Decide about disclosure
Disclosure, or telling employers about your disability, is an important item to consider when you’re preparing for a job interview. When, or if, you disclose is a complex, personal issue and may depend on whether or not your disability is visible. For more information about disclosure, check out Disclosure: What to Say About Your Disability—and When (see Other Relevant Tips).
Build your self-confidence
If you’ve been unemployed or out of the workforce for any length of time, you may feel challenged by the thought of going to an interview. Take steps before the interview to boost and maintain your self-confidence:
- Review your skills and abilities and the description of the job you’re interviewing for. Knowing you’re qualified for the job—that you can do the job—will boost your confidence.
- Focus on positive experiences you and others have had finding work.
- Recall positive comments you’ve had from references, mentors, former co-workers and instructors.
Develop strategies to use in the interview
The employer’s goal in the interview is to determine if you’re the best candidate for the job. Use these strategies to show the employer that you are that person:
- Focus on your skills, abilities and strengths.
Be specific about your skills, e.g. if you have strong project management skills, describe how you brought a project in on time and on budget. Describe how hiring you will make things better for the employer. If you feel comfortable doing so, point out that as person with a disability you have met many challenges and developed many useful skills and attitudes, e.g. problem-solving skills.
- Change negatives to positives.
Reframe potential negatives as positives by focusing on what you can do. For example, explain gaps in your employment history in a positive way: "I took some time after my accident to reassess and develop the skills and abilities that would allow me to continue to be successful in the workplace." For suggestions about how to do this, read Moving From Self-Defeating to Powerful Thoughts (see Other Relevant Tips).

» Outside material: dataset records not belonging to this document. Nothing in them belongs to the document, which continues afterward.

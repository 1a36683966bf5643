//! Devboot CLI - development-environment bootstrapper and launcher.
//!
//! The binary is deliberately thin: it resolves the project root, then runs
//! one linear sequence from `devboot-core` — detect an interpreter,
//! provision the virtual environment, install dependencies, seed `.env`,
//! launch the server. Invoked with no arguments it runs the full sequence.

#![deny(unsafe_code)]
#![deny(missing_docs)]
#![deny(clippy::all)]
#![warn(unreachable_pub)]
#![deny(clippy::unwrap_used)]
#![cfg_attr(test, allow(clippy::unwrap_used))]

use std::process::ExitCode;

use anyhow::Result;
use clap::{Parser, Subcommand};
use devboot_core::ProjectDir;

mod commands;
mod theme;

use commands::{doctor, init, up};
use theme::Theme;

/// Devboot - bootstrap and launch the development server
#[derive(Parser)]
#[command(name = "devboot")]
#[command(author, version, about, long_about = None)]
struct Cli {
    /// Enable verbose output
    #[arg(short, long, global = true)]
    verbose: bool,

    /// Project root (default: detected from the current directory)
    #[arg(short, long, global = true)]
    project: Option<String>,

    #[command(subcommand)]
    command: Option<Commands>,
}

#[derive(Subcommand)]
enum Commands {
    /// Provision the environment and start the server (the default)
    Up,

    /// Check the environment without changing it
    Doctor,

    /// Seed the default .env configuration file
    Init,
}

/// Set up logging. Operator-facing progress goes to stdout through the
/// theme; tracing output stays on stderr and is quiet unless `--verbose`
/// or `RUST_LOG` asks for more.
fn init_tracing(verbose: bool) {
    let default_level = if verbose { "debug" } else { "warn" };
    let filter = tracing_subscriber::EnvFilter::try_from_default_env()
        .unwrap_or_else(|_| tracing_subscriber::EnvFilter::new(default_level));

    tracing_subscriber::fmt()
        .with_env_filter(filter)
        .with_writer(std::io::stderr)
        .with_target(false)
        .init();
}

fn run(cli: &Cli) -> Result<()> {
    let project = match cli.project.as_deref() {
        Some(path) => ProjectDir::from_path(path),
        None => ProjectDir::detect(&std::env::current_dir()?),
    };
    tracing::debug!("resolved project root: {}", project.root().display());

    match cli.command {
        Some(Commands::Doctor) => doctor::run_doctor(&project),
        Some(Commands::Init) => init::run_init(&project),
        Some(Commands::Up) | None => up::run_up(&project),
    }
}

fn main() -> ExitCode {
    let cli = Cli::parse();
    init_tracing(cli.verbose);

    match run(&cli) {
        Ok(()) => ExitCode::SUCCESS,
        Err(e) => {
            eprintln!("{}", Theme::error(&format!("{e:#}")));
            ExitCode::FAILURE
        },
    }
}
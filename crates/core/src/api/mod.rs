//! HTTP boundary to the transport backend.
//!
//! The backend is reached through the [`TransitBackend`] trait so the
//! polling scheduler can run against anything that yields the four data
//! shapes — the live HTTP service, or an in-memory fixture in tests.

pub mod dto;
pub mod wkt;

use std::future::Future;
use std::pin::Pin;

use buswatch_transit::{Route, RouteIdentifier, Stop, TransitError, VehicleIdentifier, VehicleReport};
use serde::de::DeserializeOwned;
use tracing::{debug, warn};

pub use dto::Prediction;

#[derive(Debug, thiserror::Error)]
pub enum ApiError {
    #[error("request failed: {0}")]
    Http(#[from] reqwest::Error),

    #[error("backend returned status {0}")]
    Status(reqwest::StatusCode),

    #[error("malformed geometry: {0}")]
    Geometry(String),

    #[error("invalid payload: {0}")]
    Payload(String),

    #[error(transparent)]
    Transit(#[from] TransitError),
}

pub type ApiResult<T> = std::result::Result<T, ApiError>;

/// Source of transit data for the monitor.
///
/// Every method fetches a full, fresh copy; the scheduler decides when
/// to call and what to keep.
pub trait TransitBackend: Send + Sync {
    /// All routes with their path geometry.
    fn routes<'a>(&'a self) -> Pin<Box<dyn Future<Output = ApiResult<Vec<Route>>> + Send + 'a>>;

    /// The stops of one route.
    fn stops<'a>(
        &'a self,
        route: &'a RouteIdentifier,
    ) -> Pin<Box<dyn Future<Output = ApiResult<Vec<Stop>>> + Send + 'a>>;

    /// Current positions of every vehicle.
    fn vehicles<'a>(
        &'a self,
    ) -> Pin<Box<dyn Future<Output = ApiResult<Vec<VehicleReport>>> + Send + 'a>>;

    /// Travel-time estimate for one vehicle from the prediction
    /// service.
    fn prediction<'a>(
        &'a self,
        vehicle: &'a VehicleIdentifier,
    ) -> Pin<Box<dyn Future<Output = ApiResult<Prediction>> + Send + 'a>>;
}

/// The reqwest-backed implementation against the live backend.
pub struct HttpBackend {
    base: String,
    client: reqwest::Client,
}

impl HttpBackend {
    /// `base_url` is the API root, e.g. `http://127.0.0.1:8000/api`.
    pub fn new(base_url: impl Into<String>) -> Self {
        let mut base = base_url.into();
        while base.ends_with('/') {
            base.pop();
        }
        Self {
            base,
            client: reqwest::Client::new(),
        }
    }

    async fn get_json<T: DeserializeOwned>(&self, path: &str) -> ApiResult<T> {
        let response = self.client.get(format!("{}{path}", self.base)).send().await?;
        if !response.status().is_success() {
            return Err(ApiError::Status(response.status()));
        }
        Ok(response.json().await?)
    }

    /// Some backend deployments only answer with a trailing slash;
    /// retry once on 404.
    async fn get_json_retry_slash<T: DeserializeOwned>(&self, path: &str) -> ApiResult<T> {
        let response = self.client.get(format!("{}{path}", self.base)).send().await?;
        if response.status() == reqwest::StatusCode::NOT_FOUND {
            debug!(path, "404 without trailing slash, retrying");
            return self.get_json(&format!("{path}/")).await;
        }
        if !response.status().is_success() {
            return Err(ApiError::Status(response.status()));
        }
        Ok(response.json().await?)
    }
}

impl TransitBackend for HttpBackend {
    fn routes<'a>(&'a self) -> Pin<Box<dyn Future<Output = ApiResult<Vec<Route>>> + Send + 'a>> {
        Box::pin(async move {
            let rows: Vec<dto::RouteRow> = self.get_json("/rutas/").await?;
            let mut routes = Vec::with_capacity(rows.len());
            for row in rows {
                match row.into_route() {
                    Ok(route) => routes.push(route),
                    Err(err) => warn!(%err, "skipping malformed route row"),
                }
            }
            Ok(routes)
        })
    }

    fn stops<'a>(
        &'a self,
        route: &'a RouteIdentifier,
    ) -> Pin<Box<dyn Future<Output = ApiResult<Vec<Stop>>> + Send + 'a>> {
        Box::pin(async move {
            let path = format!("/rutas/{}/paradas", route);
            let rows: Vec<dto::StopRow> = self.get_json_retry_slash(&path).await?;
            let mut stops = Vec::with_capacity(rows.len());
            for row in rows {
                match row.into_stop(route) {
                    Ok(stop) => stops.push(stop),
                    Err(err) => warn!(%route, %err, "skipping malformed stop row"),
                }
            }
            Ok(stops)
        })
    }

    fn vehicles<'a>(
        &'a self,
    ) -> Pin<Box<dyn Future<Output = ApiResult<Vec<VehicleReport>>> + Send + 'a>> {
        Box::pin(async move {
            let rows: Vec<dto::VehicleRow> = self.get_json("/vehiculos/").await?;
            let mut reports = Vec::with_capacity(rows.len());
            for row in rows {
                match row.into_report() {
                    Ok(Some(report)) => reports.push(report),
                    Ok(None) => debug!("vehicle without position, dropped"),
                    Err(err) => warn!(%err, "skipping malformed vehicle row"),
                }
            }
            Ok(reports)
        })
    }

    fn prediction<'a>(
        &'a self,
        vehicle: &'a VehicleIdentifier,
    ) -> Pin<Box<dyn Future<Output = ApiResult<Prediction>> + Send + 'a>> {
        Box::pin(async move {
            let path = format!("/vehiculos/{}/prediccion", vehicle);
            let row: dto::PredictionRow = self.get_json_retry_slash(&path).await?;
            Ok(Prediction::from(row))
        })
    }
}
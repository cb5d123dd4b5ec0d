//! Transit data models and error types.

pub mod types;

pub use types::{Result, Route, Stop, TransitError, VehicleReport};
//! Bounded per-vehicle position trails.

use std::collections::{HashMap, VecDeque};

use buswatch_transit::{VehicleIdentifier, VehicleReport};
use geo::Point;

/// Recent positions of one vehicle, oldest first, at most `capacity`.
#[derive(Clone, Debug)]
pub struct Trail {
    points: VecDeque<Point>,
    capacity: usize,
}

impl Trail {
    fn new(capacity: usize) -> Self {
        Self {
            points: VecDeque::with_capacity(capacity),
            capacity,
        }
    }

    fn push(&mut self, point: Point) {
        if self.points.len() == self.capacity {
            self.points.pop_front();
        }
        self.points.push_back(point);
    }

    pub fn positions(&self) -> impl Iterator<Item = Point> + '_ {
        self.points.iter().copied()
    }

    pub fn len(&self) -> usize {
        self.points.len()
    }

    pub fn is_empty(&self) -> bool {
        self.points.is_empty()
    }
}

/// Trails for every vehicle seen this session. Owned by the polling
/// task; nothing else mutates it.
#[derive(Clone, Debug)]
pub struct VehicleTrails {
    trails: HashMap<VehicleIdentifier, Trail>,
    capacity: usize,
}

impl VehicleTrails {
    pub fn new(capacity: usize) -> Self {
        Self {
            trails: HashMap::new(),
            capacity: capacity.max(1),
        }
    }

    /// Append the position of every report to its vehicle's trail.
    pub fn record(&mut self, reports: &[VehicleReport]) {
        for report in reports {
            self.trails
                .entry(report.id.clone())
                .or_insert_with(|| Trail::new(self.capacity))
                .push(report.position);
        }
    }

    pub fn trail(&self, id: &VehicleIdentifier) -> Option<&Trail> {
        self.trails.get(id)
    }

    /// Trail positions as an owned list, empty for unseen vehicles.
    pub fn positions_of(&self, id: &VehicleIdentifier) -> Vec<Point> {
        self.trails
            .get(id)
            .map(|t| t.positions().collect())
            .unwrap_or_default()
    }
}
//! Sub-path extraction between two snapped points.

use geo::{HaversineDistance, LineString, Point};

use super::snap::Snap;

/// Snaps closer together than this (in fraction space) coincide.
pub const COINCIDENT_EPSILON: f64 = 1e-9;

/// Extract the sub-path of `path` between two snaps on it.
///
/// The result always runs from the lower fractional position to the
/// higher one, regardless of argument order, and includes both snapped
/// endpoints. Coincident snaps yield a single-point sequence — the
/// "already there" outcome, not an error.
pub fn slice_between(path: &LineString, a: &Snap, b: &Snap) -> LineString {
    let (lo, hi) = if a.fraction <= b.fraction { (a, b) } else { (b, a) };

    if hi.fraction - lo.fraction < COINCIDENT_EPSILON {
        return LineString::new(vec![lo.point.into()]);
    }

    let total_length: f64 = path
        .lines()
        .map(|l| Point::from(l.start).haversine_distance(&Point::from(l.end)))
        .sum();

    let mut coords = vec![lo.point.into()];
    if total_length > 0.0 {
        // Walk interior vertices, keeping those strictly between the
        // two snap positions.
        let mut cumulative = 0.0;
        for segment in path.lines() {
            cumulative +=
                Point::from(segment.start).haversine_distance(&Point::from(segment.end));
            let fraction = cumulative / total_length;
            if fraction >= hi.fraction - COINCIDENT_EPSILON {
                break;
            }
            if fraction > lo.fraction + COINCIDENT_EPSILON {
                coords.push(segment.end);
            }
        }
    }
    coords.push(hi.point.into());

    LineString::new(coords)
}
//! Geodesic length and implied-speed estimation.

use geo::{HaversineLength, LineString};

/// Total great-circle length of a coordinate sequence, in kilometers.
///
/// Sequences of one point or fewer measure 0.
pub fn length_km(path: &LineString) -> f64 {
    path.haversine_length() / 1000.0
}

/// Implied average speed in km/h for a distance covered in
/// `eta_minutes`.
///
/// Returns `None` when the travel-time estimate is zero, negative, or
/// not finite — the speed is unknown, never zero and never a division
/// by zero.
pub fn average_speed_kmh(distance_km: f64, eta_minutes: f64) -> Option<f64> {
    if !eta_minutes.is_finite() || eta_minutes <= 0.0 {
        return None;
    }
    Some(distance_km / (eta_minutes / 60.0))
}
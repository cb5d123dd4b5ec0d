//! Minimal EWKT parsing for the two shapes the backend emits:
//! `SRID=4326;LINESTRING(lon lat, ...)` and `SRID=4326;POINT(lon lat)`.
//! The SRID prefix is optional; coordinates are in wire order
//! (longitude first), which is also the canonical internal order.

use geo::{Coord, LineString, Point};

use super::ApiError;

pub fn parse_linestring(text: &str) -> Result<LineString, ApiError> {
    let body = body_of(text, "LINESTRING")?;
    let coords = body
        .split(',')
        .map(parse_pair)
        .collect::<Result<Vec<_>, _>>()?;
    Ok(LineString::new(coords))
}

pub fn parse_point(text: &str) -> Result<Point, ApiError> {
    let body = body_of(text, "POINT")?;
    Ok(Point::from(parse_pair(body)?))
}

/// Strip an optional `SRID=nnnn;` prefix.
fn strip_srid(text: &str) -> &str {
    match text.split_once(';') {
        Some((head, rest)) if head.starts_with("SRID=") => rest,
        _ => text,
    }
}

/// The text between the parentheses of `KEYWORD ( ... )`.
fn body_of<'a>(text: &'a str, keyword: &str) -> Result<&'a str, ApiError> {
    let trimmed = strip_srid(text.trim()).trim();
    trimmed
        .strip_prefix(keyword)
        .map(str::trim_start)
        .and_then(|rest| rest.strip_prefix('('))
        .and_then(|rest| rest.strip_suffix(')'))
        .ok_or_else(|| malformed(text))
}

fn parse_pair(pair: &str) -> Result<Coord, ApiError> {
    let mut parts = pair.split_whitespace();
    let lon = parts.next().and_then(|p| p.parse().ok());
    let lat = parts.next().and_then(|p| p.parse().ok());
    match (lon, lat) {
        (Some(x), Some(y)) => Ok(Coord { x, y }),
        _ => Err(malformed(pair)),
    }
}

fn malformed(text: &str) -> ApiError {
    ApiError::Geometry(format!("unparseable WKT: {text:?}"))
}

- Know the business case for hiring persons with disabilities.
Hiring persons with disabilities makes good business sense for many reasons, from increasing an employer’s talent pool to projecting a positive public image. Knowing the business case will help you reframe concerns an employer may raise in the interview. To learn more about the business case, check out Finding Work Opportunities as a Person With a Disability (see Other Relevant Tips).
- Be proactive about accommodations.
If you have a visible disability or if you’re disclosing your disability in the interview, take the lead in talking about accommodations. Your goal is to assure the employer that you are able to do the job. If you’re providing your own accommodations, tell the employer. If not, prepare to discuss any conditions, tools or technology you may require and give specific examples to help the employer understand. Research the costs and funding available. Read Accommodations: Working With Your Disability (see Other Relevant Tips).
- Provide examples.
Show the interviewer that you’re the best person for the job by using examples and clear descriptions of your qualifications and experience. Describe how you’ve performed similar tasks successfully in the past. Paint a picture for the employer, who may never have thought about the work from your point of view.
Anticipate questions and practise your answers
Know what questions employers can and cannot ask about your disability in an interview. Read Human Rights and You: What Can Employers Ask? (see Other Relevant Tips).
Prepare to handle typical work-related questions as well as those that relate to your disability, whether they’re asked directly or implied. Develop clear, concise answers to questions like the following:
- How will you perform the tasks involved in this job?
- Will you require accommodations to perform these tasks?
- How do you account for the gaps in your employment history?
Practise your answers to questions about the work and your disability. Ask friends and family to help you role-play the interview.
With preparation and practice, you’ll be able to anticipate and answer all the questions that come up in the interview. Employers are receptive to people with the skills they require. If you’re qualified for the position and you focus on your abilities, the employer likely will, too.